Beliau bersabda : "Tiada
seorang penguasa yang mengemban amanat Allah berupa rakyat kecil, kemudian ia
mati di tengah-tengah rakyat yang ditipu olehnya, kecuali Allah mengharamkan
sorga baginya." (HR Bukhari dan Muslim)
Para khalifah yang bijaksana senantiasa mengevaluasi posisi dirinya karena
khawatir termasuk ke dalam golongan yang diancamkan Nabi Saw. Sebab, boleh
jadi seorang penguasa yang secara formal tercatat berposisi sebagai pihak
yang seharusnya menjadi penegak syari'at Islam, dalam kenyataannya justru
menjadi musuh bagi tegaknya keadilan Islam itu sendiri.
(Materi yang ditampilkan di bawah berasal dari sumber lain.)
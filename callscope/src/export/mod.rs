//! Result export
//!
//! Presentation trees, flat profiles and snapshot diffs can be written as
//! JSON; flat profiles also as CSV. Every writer accepts any `impl Write`
//! (file, stdout, in-memory buffer).

pub mod csv;
pub mod json;

pub use self::csv::{export_diff_flat_csv, export_flat_profile_csv};
pub use json::{
    export_diff_flat_json, export_diff_tree_json, export_flat_profile_json, export_tree_json, ExportNode,
};
//! CLI argument definitions

use clap::{Parser, Subcommand, ValueEnum};
use std::path::PathBuf;

use crate::cct::SortBy;
use crate::domain::{TimerDomain, View};

#[derive(Parser)]
#[command(
    name = "callscope",
    version,
    about = "Build and inspect calling-context trees from recorded profiler sessions",
    after_help = "\
EXAMPLES:
    callscope replay session.jsonl                         Flat profile, all threads
    callscope replay session.jsonl --tree --depth 4        Call tree, four levels deep
    callscope replay session.jsonl --view class --top 20   Top 20 classes by self time
    callscope replay session.jsonl --export tree.json      Write the call tree as JSON
    callscope diff before.jsonl after.jsonl                Flat profile delta
    callscope reverse session.jsonl --method 'app.Db.query(I)V'"
)]
pub struct Args {
    #[command(subcommand)]
    pub command: Command,

    /// Suppress non-essential output
    #[arg(short, long, global = true)]
    pub quiet: bool,
}

#[derive(Subcommand)]
pub enum Command {
    /// Replay a recording and print its profile
    Replay(ReplayArgs),
    /// Compare two recordings of the same program
    Diff(DiffArgs),
    /// Show every calling context of one method
    Reverse(ReverseArgs),
}

#[derive(clap::Args)]
pub struct ReplayArgs {
    /// Recording file (JSON Lines)
    #[arg(value_name = "FILE")]
    pub recording: PathBuf,

    #[command(flatten)]
    pub display: DisplayArgs,

    /// Sort flat profile rows by
    #[arg(long, value_enum, default_value_t = SortArg::SelfTime)]
    pub sort: SortArg,

    /// Only show methods whose name contains this text
    #[arg(long, value_name = "TEXT")]
    pub filter: Option<String>,

    /// Print replay counters and per-thread active times
    #[arg(long)]
    pub stats: bool,
}

#[derive(clap::Args)]
pub struct DiffArgs {
    /// Baseline recording
    #[arg(value_name = "BEFORE")]
    pub first: PathBuf,

    /// Recording compared against the baseline
    #[arg(value_name = "AFTER")]
    pub second: PathBuf,

    #[command(flatten)]
    pub display: DisplayArgs,
}

#[derive(clap::Args)]
pub struct ReverseArgs {
    /// Recording file (JSON Lines)
    #[arg(value_name = "FILE")]
    pub recording: PathBuf,

    /// Method to look up, by display name or numeric id
    #[arg(short, long)]
    pub method: String,

    /// Aggregation level
    #[arg(long, value_enum, default_value_t = ViewArg::Method)]
    pub view: ViewArg,

    /// Restrict to one thread, by name
    #[arg(long, value_name = "NAME")]
    pub thread: Option<String>,

    /// Maximum tree depth to print
    #[arg(long)]
    pub depth: Option<usize>,

    /// Export the caller tree as JSON
    #[arg(long, value_name = "FILE")]
    pub export: Option<PathBuf>,
}

/// Options shared by `replay` and `diff`
#[derive(clap::Args)]
pub struct DisplayArgs {
    /// Aggregation level
    #[arg(long, value_enum, default_value_t = ViewArg::Method)]
    pub view: ViewArg,

    /// Restrict to one thread, by name
    #[arg(long, value_name = "NAME")]
    pub thread: Option<String>,

    /// Print the call tree instead of the flat profile
    #[arg(long)]
    pub tree: bool,

    /// Maximum tree depth to print
    #[arg(long, requires = "tree")]
    pub depth: Option<usize>,

    /// Show only the first N rows (0 = all)
    #[arg(long, default_value = "0")]
    pub top: usize,

    /// Export the result to a file instead of printing it
    #[arg(long, value_name = "FILE")]
    pub export: Option<PathBuf>,

    /// Export as CSV (flat profiles only)
    #[arg(long, requires = "export", conflicts_with = "tree")]
    pub csv: bool,
}

#[derive(Clone, Copy, Debug, PartialEq, Eq, ValueEnum)]
pub enum ViewArg {
    Method,
    Class,
    Package,
}

impl From<ViewArg> for View {
    fn from(arg: ViewArg) -> Self {
        match arg {
            ViewArg::Method => View::Method,
            ViewArg::Class => View::Class,
            ViewArg::Package => View::Package,
        }
    }
}

#[derive(Clone, Copy, Debug, PartialEq, Eq, ValueEnum)]
pub enum SortArg {
    Name,
    SelfTime,
    TotalTime,
    Calls,
}

impl SortArg {
    /// Ordering and direction: names ascend, everything else descends
    #[must_use]
    pub fn ordering(self) -> (SortBy, bool) {
        match self {
            SortArg::Name => (SortBy::Name, false),
            SortArg::SelfTime => (SortBy::SelfTime(TimerDomain::Absolute), true),
            SortArg::TotalTime => (SortBy::TotalTime(TimerDomain::Absolute), true),
            SortArg::Calls => (SortBy::Invocations, true),
        }
    }
}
Khalifah Umar bin Khattab Radhiallaahu 'anhu suatu hari berkata kepada para sahabatnya : "Demi
Allah, aku tidak tahu apakah aku ini khalifah atau seorang raja? Andaikan aku
ternyata adalah seorang raja, tentu hal ini merupakan masalah yang besar
(bagi diriku)."
Diantara para sahabatnya ada yang menjawab: "Wahai
Amirul Mu'minin, tentu diantara keduanya terdapat perbedaan. Seorang khalifah
tidak mengambil kecuali yang benar dan tidak meletakkan kecuali pada yang
benar. Dengan puji Allah, begitulah keadaan engkau. Sedang seorang raja suka
menindas manusia. Ia mengambil dan memberi kepada orang semaunya."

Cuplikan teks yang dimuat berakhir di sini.